String Data Type Selection

Deciding which of the various string data types to use can be a complex process, since there are several choices: STRING, QSTRING, VARSTRING, UNICODE, and VARUNICODE. The obvious choices are between the various STRING types and UNICODE. You need to use UNICODE and/or VARUNICODE only if you are actually dealing with Unicode data. If that is the case, then the selection is simple. However, deciding exactly which type of string type to use can be more challenging.

STRING vs. VARSTRING

Data that comes in from or goes out to the "outside world" may contain null-terminated strings. If that is the case, then you need to use VARSTRING to define those fields in the ingest/output data file. However, the temptation of programmers with a lot of C/C++ programming experience is to use VARSTRING for everything, in the belief that it will be more efficient--but that belief is mistaken.

There is no inherent advantage to using VARSTRING instead of STRING within the system. STRING is the base internal string data type, and so is the more efficient type to use. The VARSTRING type is specifically designed for interfacing with external data sources, although it may be used within the system, also.

This applies equally to making the choice between using UNICODE versus VARUNICODE.

STRING vs. QSTRING

Depending on what use you need to make of your data, you may or may not care about retaining the original case of the characters. Therefore, if you DO NOT care about the case, then storing your string data in all uppercase is perfectly appropriate and QSTRING is your logical choice instead of the STRING type. If, however, you DO need to maintain case sensitive data, then STRING is the only choice to make.

The advantage that QSTRING has over STRING is an "instant" 25% data compression rate, since QSTRING data characters are represented by six bits each instead of eight. It achieves this by storing the data in uppercase and only allowing alphanumeric characters and a small set of special characters (! " # $ % & ' ( ) * + , - . / ; < = > ? @ [ \ ] ^ _ ).

For strings smaller than four bytes there is no advantage to using QSTRING over STRING, since fields must still be aligned on byte boundaries.

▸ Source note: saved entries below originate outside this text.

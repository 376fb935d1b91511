/********************************************************************************
 * Copyright (c) 2026 Contributors to the Eclipse Foundation
 *
 * See the NOTICE file(s) distributed with this work for additional
 * information regarding copyright ownership.
 *
 * This program and the accompanying materials are made available under the
 * terms of the Apache License Version 2.0 which is available at
 * https://www.apache.org/licenses/LICENSE-2.0
 *
 * SPDX-License-Identifier: Apache-2.0
 ********************************************************************************/

use async_trait::async_trait;
use messaging_deployer::{
    DestinationKind, QueueServiceRequest, RuntimeServiceTarget, ServiceInstallError,
    TopicServiceRequest,
};
use std::time::Duration;
use tokio::sync::Mutex;
use tracing::debug;

/// One accepted install call.
#[derive(Clone, Debug, Eq, PartialEq)]
pub struct InstallRecord {
    pub kind: DestinationKind,
    pub server: String,
    pub name: String,
    pub bindings: Vec<String>,
}

/// Accepts every install and remembers the calls in arrival order.
#[derive(Default)]
pub struct RecordingServiceTarget {
    records: Mutex<Vec<InstallRecord>>,
    queue_requests: Mutex<Vec<QueueServiceRequest>>,
    install_delay: Option<Duration>,
}

impl RecordingServiceTarget {
    pub fn new() -> Self {
        Self::default()
    }

    /// Sleeps for `delay` inside every install call, letting other tasks interleave.
    pub fn with_install_delay(delay: Duration) -> Self {
        Self {
            install_delay: Some(delay),
            ..Self::default()
        }
    }

    pub async fn records(&self) -> Vec<InstallRecord> {
        self.records.lock().await.clone()
    }

    pub async fn queue_requests(&self) -> Vec<QueueServiceRequest> {
        self.queue_requests.lock().await.clone()
    }

    /// `"<kind>:<name>"` for every install, in arrival order.
    pub async fn install_order(&self) -> Vec<String> {
        self.records
            .lock()
            .await
            .iter()
            .map(|record| format!("{}:{}", record.kind, record.name))
            .collect()
    }

    async fn record(&self, record: InstallRecord) {
        if let Some(delay) = self.install_delay {
            tokio::time::sleep(delay).await;
        }
        debug!("recording {} install: {}", record.kind, record.name);
        self.records.lock().await.push(record);
    }
}

#[async_trait]
impl RuntimeServiceTarget for RecordingServiceTarget {
    async fn install_queue(&self, request: QueueServiceRequest) -> Result<(), ServiceInstallError> {
        self.record(InstallRecord {
            kind: DestinationKind::Queue,
            server: request.server.to_string(),
            name: request.name.clone(),
            bindings: request.bindings.clone(),
        })
        .await;
        self.queue_requests.lock().await.push(request);
        Ok(())
    }

    async fn install_topic(&self, request: TopicServiceRequest) -> Result<(), ServiceInstallError> {
        self.record(InstallRecord {
            kind: DestinationKind::Topic,
            server: request.server.to_string(),
            name: request.name,
            bindings: request.bindings,
        })
        .await;
        Ok(())
    }
}
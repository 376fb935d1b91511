/********************************************************************************
 * Copyright (c) 2026 Contributors to the Eclipse Foundation
 *
 * See the NOTICE file(s) distributed with this work for additional
 * information regarding copyright ownership.
 *
 * This program and the accompanying materials are made available under the
 * terms of the Apache License Version 2.0 which is available at
 * https://www.apache.org/licenses/LICENSE-2.0
 *
 * SPDX-License-Identifier: Apache-2.0
 ********************************************************************************/

mod config;

use crate::config::Config;
use clap::Parser;
use messaging_deployer::{
    ConfigurationViewRegistry, ManagementRegistrationIndex, MessagingDeployer,
    ParsedDestinationSupplier, ServiceRegistry,
};
use serde_json::{json, Map, Value};
use std::error::Error;
use std::path::{Path, PathBuf};
use std::sync::Arc;
use tracing::info;
use tracing_subscriber::EnvFilter;

#[derive(Parser)]
#[command()]
struct DeployerArgs {
    #[arg(short, long, value_name = "FILE")]
    config: PathBuf,

    /// Undeploy every unit again, in reverse order, after printing the deployed state.
    #[arg(long)]
    undeploy: bool,
}

async fn views_snapshot(views: &ConfigurationViewRegistry) -> Result<Value, Box<dyn Error>> {
    let mut snapshot = Map::new();
    for (server, name) in views.keys().await {
        if let Some(config) = views.read(&server, &name).await {
            snapshot.insert(format!("{server}/{name}"), serde_json::to_value(config)?);
        }
    }
    Ok(Value::Object(snapshot))
}

async fn snapshot(deployer: &MessagingDeployer) -> Result<Value, Box<dyn Error>> {
    let resources: Vec<String> = deployer
        .resource_tree()
        .describe()
        .await
        .iter()
        .map(ToString::to_string)
        .collect();
    let services: Vec<String> = deployer
        .service_registry()
        .service_names()
        .await
        .iter()
        .map(ToString::to_string)
        .collect();

    Ok(json!({
        "deployer": deployer.name(),
        "deployments": deployer.deployed_units().await,
        "resources": resources,
        "services": services,
        "queues": views_snapshot(deployer.configuration_views().queues()).await?,
        "topics": views_snapshot(deployer.configuration_views().topics()).await?,
    }))
}

#[tokio::main]
async fn main() -> Result<(), Box<dyn Error>> {
    let _ = tracing_subscriber::fmt()
        .with_env_filter(EnvFilter::from_default_env())
        .try_init();

    info!("Started configurable-deployer");

    let args = DeployerArgs::parse();
    let config = Config::load(&args.config)?;
    let base_dir = args.config.parent().unwrap_or(Path::new("."));

    let services = Arc::new(ServiceRegistry::new());
    for server in &config.servers {
        services.add_server(server).await;
    }

    let deployer = MessagingDeployer::new(
        &config.deployer_config.name,
        ManagementRegistrationIndex::messaging_deployment(),
        services,
    );
    let supplier = config.destination_supplier(base_dir);

    for deployment in &config.deployments {
        let parse_results = supplier.parsed_destinations(&deployment.name).await?;
        deployer.deploy(&deployment.name, parse_results).await?;
        info!("Deployed {}", deployment.name);
    }

    println!("{}", serde_json::to_string_pretty(&snapshot(&deployer).await?)?);

    if args.undeploy {
        for deployment in config.deployments.iter().rev() {
            deployer.undeploy(&deployment.name).await?;
            info!("Undeployed {}", deployment.name);
        }
        println!("{}", serde_json::to_string_pretty(&snapshot(&deployer).await?)?);
    }

    Ok(())
}
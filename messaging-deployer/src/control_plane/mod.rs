/********************************************************************************
 * Copyright (c) 2026 Contributors to the Eclipse Foundation
 *
 * See the NOTICE file(s) distributed with this work for additional
 * information regarding copyright ownership.
 *
 * This program and the accompanying materials are made available under the
 * terms of the Apache License Version 2.0 which is available at
 * https://www.apache.org/licenses/LICENSE-2.0
 *
 * SPDX-License-Identifier: Apache-2.0
 ********************************************************************************/

//! Control plane.
//!
//! Deployment-unit lifecycle and the per-destination installation steps it drives.

pub(crate) mod deployment_coordinator;
pub(crate) mod deployment_unit;
pub(crate) mod destination_installer;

Therefore, the smallest QSTRING that makes any sense to use is a QSTRING4 (four characters stored in three bytes instead of four).

Fixed Length vs. Variable Length Strings

A string field or parameter may be defined at a specific length, by appending the number of characters to the type name (such as, STRING20 for a 20-character string). They may also be defined as variable-length by simply not defining the length (such as, STRING for a variable-length string).

String fields or parameters that are known to always be a specific size should be declared to the exact size needed. This will improve efficiency and performance by allowing the compiler to optimize for that specific size string and not incur the overhead of dynamically calculating the variable length at runtime. The variable-length value type (STRING, QSTRING, or UNICODE) should only be used when the string length is variable or unknown.

You can use the LENGTH function to determine the length of a variable length string passed as a parameter to a function. A string passed to a function in which the parameter has been declared as a STRING20 will always have a length of 20, regardless of its content. For example, a STRING20 which contains 'ABC' will have a length of 20, not 3 (unless, of course, you include the TRIM function in the expression). A string that has been declared as a variable-length STRING and contains 'ABC' will have a length of 3.

STRING20 CityName := 'Orlando';  // LENGTH(CityName) is 20
STRING   CityName := 'Orlando';  // LENGTH(CityName) is 7